Humor by John Christmann

Reunited Again

A group of guys lying on a bed

Recently I attended a 70th high school reunion.

For those of you working out the math as you read this, let me assure you that this was not my 70th reunion. It was that of my dad and the Kirkwood High School class of 1944.

Or at least what is left of them.

I met my dad in St. Louis. He flew in from California, I from New Jersey. Although he is in very good health, he moves somewhat painfully on 88-year-old knees and wanted some help getting around. I was happy to oblige. After all, how often do we get to attend high school reunions?

In his case, plenty. After 70 years, he has chalked up quite a few.

This reunion was held in a private room at a small Italian restaurant. A table at the entrance displayed photographs and an old high school yearbook from 1944. The photographs contained group and candid shots taken at previous reunions.

After 70 years, it is possible to have a reunion of reunions.

Also on the table was a printed contact list of all the known class members compiled since the last event, twenty years ago. My dad joked that a lot of his classmates were December.

He moved his thick, bent finger across names that bore the abbreviation, dec.

As the reunion started, I was amused to discover that no matter how close we get to December, high school never really leaves us: we can still be thrown back to petty comparisons that dredge up distant teenage insecurities. As one woman entered the room and looked about for familiar faces, she ruminated aloud, “Oh god, am I the only one here with a walker?”

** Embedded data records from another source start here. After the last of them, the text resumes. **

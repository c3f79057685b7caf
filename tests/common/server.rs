//! Test server lifecycle management
//!
//! This module manages spawning and shutting down test HTTP servers.
//! Each test gets an isolated server with its own problem database, an
//! in-memory status store and fake upstream sources.

use super::constants::*;
use super::fixtures::{FakeMetadataApi, FakeProblemSite};
use problem_collector::collector::{
    create_collector, CollectorContext, CollectorMetrics, PacingController,
};
use problem_collector::config::CollectorSettings;
use problem_collector::problem_store::SqliteProblemStore;
use problem_collector::server::{make_app, RequestsLoggingLevel, ServerState};
use problem_collector::status_store::InMemoryJobStatusStore;
use std::sync::Arc;
use std::time::Duration;
use tempfile::TempDir;
use tokio::net::TcpListener;
use tokio_util::sync::CancellationToken;

/// Test server instance with an isolated problem database
///
/// When dropped, the server and the job executor shut down and temp
/// resources are cleaned up.
pub struct TestServer {
    /// Base URL for making requests (e.g., "http://127.0.0.1:12345")
    pub base_url: String,

    /// Problem store for direct database access in tests
    pub problem_store: Arc<SqliteProblemStore>,

    // Private fields - keep resources alive until drop
    _temp_db_dir: TempDir,
    shutdown_token: CancellationToken,
}

impl TestServer {
    /// Spawns a new test server on a random port, with pacing disabled
    pub async fn spawn() -> Self {
        Self::spawn_with_settings(CollectorSettings::default()).await
    }

    pub async fn spawn_with_settings(settings: CollectorSettings) -> Self {
        let temp_db_dir = TempDir::new().expect("Failed to create temp dir");
        let problem_store = Arc::new(
            SqliteProblemStore::new(temp_db_dir.path().join("problems.db"))
                .expect("Failed to open problem store"),
        );
        let metrics = Arc::new(CollectorMetrics::new().expect("Failed to create metrics"));

        let ctx = CollectorContext::new(
            Arc::new(InMemoryJobStatusStore::new()),
            problem_store.clone(),
            Arc::new(FakeMetadataApi::new()),
            Arc::new(FakeProblemSite::new()),
            metrics.clone(),
            settings,
        )
        .with_pacing(PacingController::disabled());

        let shutdown_token = CancellationToken::new();
        let (mut executor, handle) = create_collector(ctx, shutdown_token.child_token());
        tokio::spawn(async move { executor.run().await });

        // Bind to random port
        let listener = TcpListener::bind("127.0.0.1:0")
            .await
            .expect("Failed to bind to random port");
        let port = listener
            .local_addr()
            .expect("Failed to get local address")
            .port();
        let base_url = format!("http://127.0.0.1:{}", port);

        let app = make_app(ServerState::new(RequestsLoggingLevel::None, handle, metrics));
        let server_shutdown = shutdown_token.child_token();
        tokio::spawn(async move {
            axum::serve(listener, app)
                .with_graceful_shutdown(async move { server_shutdown.cancelled().await })
                .await
                .expect("Server failed");
        });

        let server = Self {
            base_url,
            problem_store,
            _temp_db_dir: temp_db_dir,
            shutdown_token,
        };

        server.wait_for_ready().await;

        server
    }

    /// Waits for the server to become ready by polling the home endpoint
    async fn wait_for_ready(&self) {
        let client = reqwest::Client::builder()
            .timeout(Duration::from_millis(100))
            .build()
            .expect("Failed to build reqwest client");

        let start = std::time::Instant::now();
        let timeout = Duration::from_millis(SERVER_READY_TIMEOUT_MS);

        loop {
            if start.elapsed() > timeout {
                panic!(
                    "Server did not become ready within {}ms",
                    SERVER_READY_TIMEOUT_MS
                );
            }

            match client.get(format!("{}/", self.base_url)).send().await {
                Ok(response) if response.status().is_success() => return,
                _ => {
                    tokio::time::sleep(Duration::from_millis(SERVER_READY_POLL_INTERVAL_MS)).await;
                }
            }
        }
    }
}

impl Drop for TestServer {
    fn drop(&mut self) {
        self.shutdown_token.cancel();
    }
}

Although one well-dressed man did make it a point to wish me a Merry Christmas even though it was still October, the attending members of the class of 1944 were remarkably healthy and mentally “with it”. But I suppose 70 years after high school, being healthy and alert are pretty much prerequisites for showing up anywhere.

Even so, the group’s impressive capacity to engage did not stop them from apologizing for their hearing and complaining how confusing it is to use cell phones.

Despite crashing their reunion, the Kirkwood High School Class of 1944 graciously treated me as one of their own. Which was fine until one woman asked if I would point myself out in the yearbook because she failed to recognize me.

Her memory was not what it used to be, she said.

Apparently, neither was her eyesight. However, she did tell me I hadn’t changed a whit in thirty years, which I took as a compliment.

One very nice gentleman, who I did not know, introduced himself and made it a point to tell me what a great guy my father was in high school. “If you are even half the man he is,” he told me, “you should feel very proud.”

I did a quick calculation. In order for my sons to follow in their grandfather’s footsteps they will have to be twice the man I am.

They have a good chance.

Another nice woman took me aside, winked at me, and told me that long before she married her husband, she and some friends had once played spin the bottle with my father in a field behind her house.

Then she stopped and shook her head, suddenly lost in reverie. “He is no longer with us,” she said, smiling sweetly.

“I am sorry,” I told her sincerely, placing my hand on her shoulder.

I assumed she was speaking of her husband, because my dad at that minute was very much October and laughing with his life-long friend, Bob, and another old friend, whose name was Ted.

I knew them well from the photograph.

You see, among the few faded pictures I have of my father as a young adult, one sticks sublimely in my mind. It is a shot of my dad and three close high school buddies who had reunited sometime in the early days of their professional careers.

Bob and Ted are in the photo, along with a fourth they called Burly. All four are lying shoulder-to-shoulder, face up on a bed, drinks in hand.

They are wearing ties.

My dad is hanging off the bed, glancing obliquely at his old friend, Bob, who is lying next to him. The other two have angled their faces toward Bob too. Bob is staring in mock innocence at the ceiling, like a mischievous schoolboy.

What you don’t see in the picture is this: Bob has just farted.

What strikes me about the photo is that all four of these good high school friends are on the brink of hysterics. They are captured forever in a magical moment of time just before their laughter ignites and burns the years down.

And here in St. Louis, so many decades later, three of these good friends stand together again enjoying the smoldering laughs of remembrances shared.

The fourth is not present. Burly is December.

I think I will go to my next big reunion.

There are some friends I have not seen in a long, long while.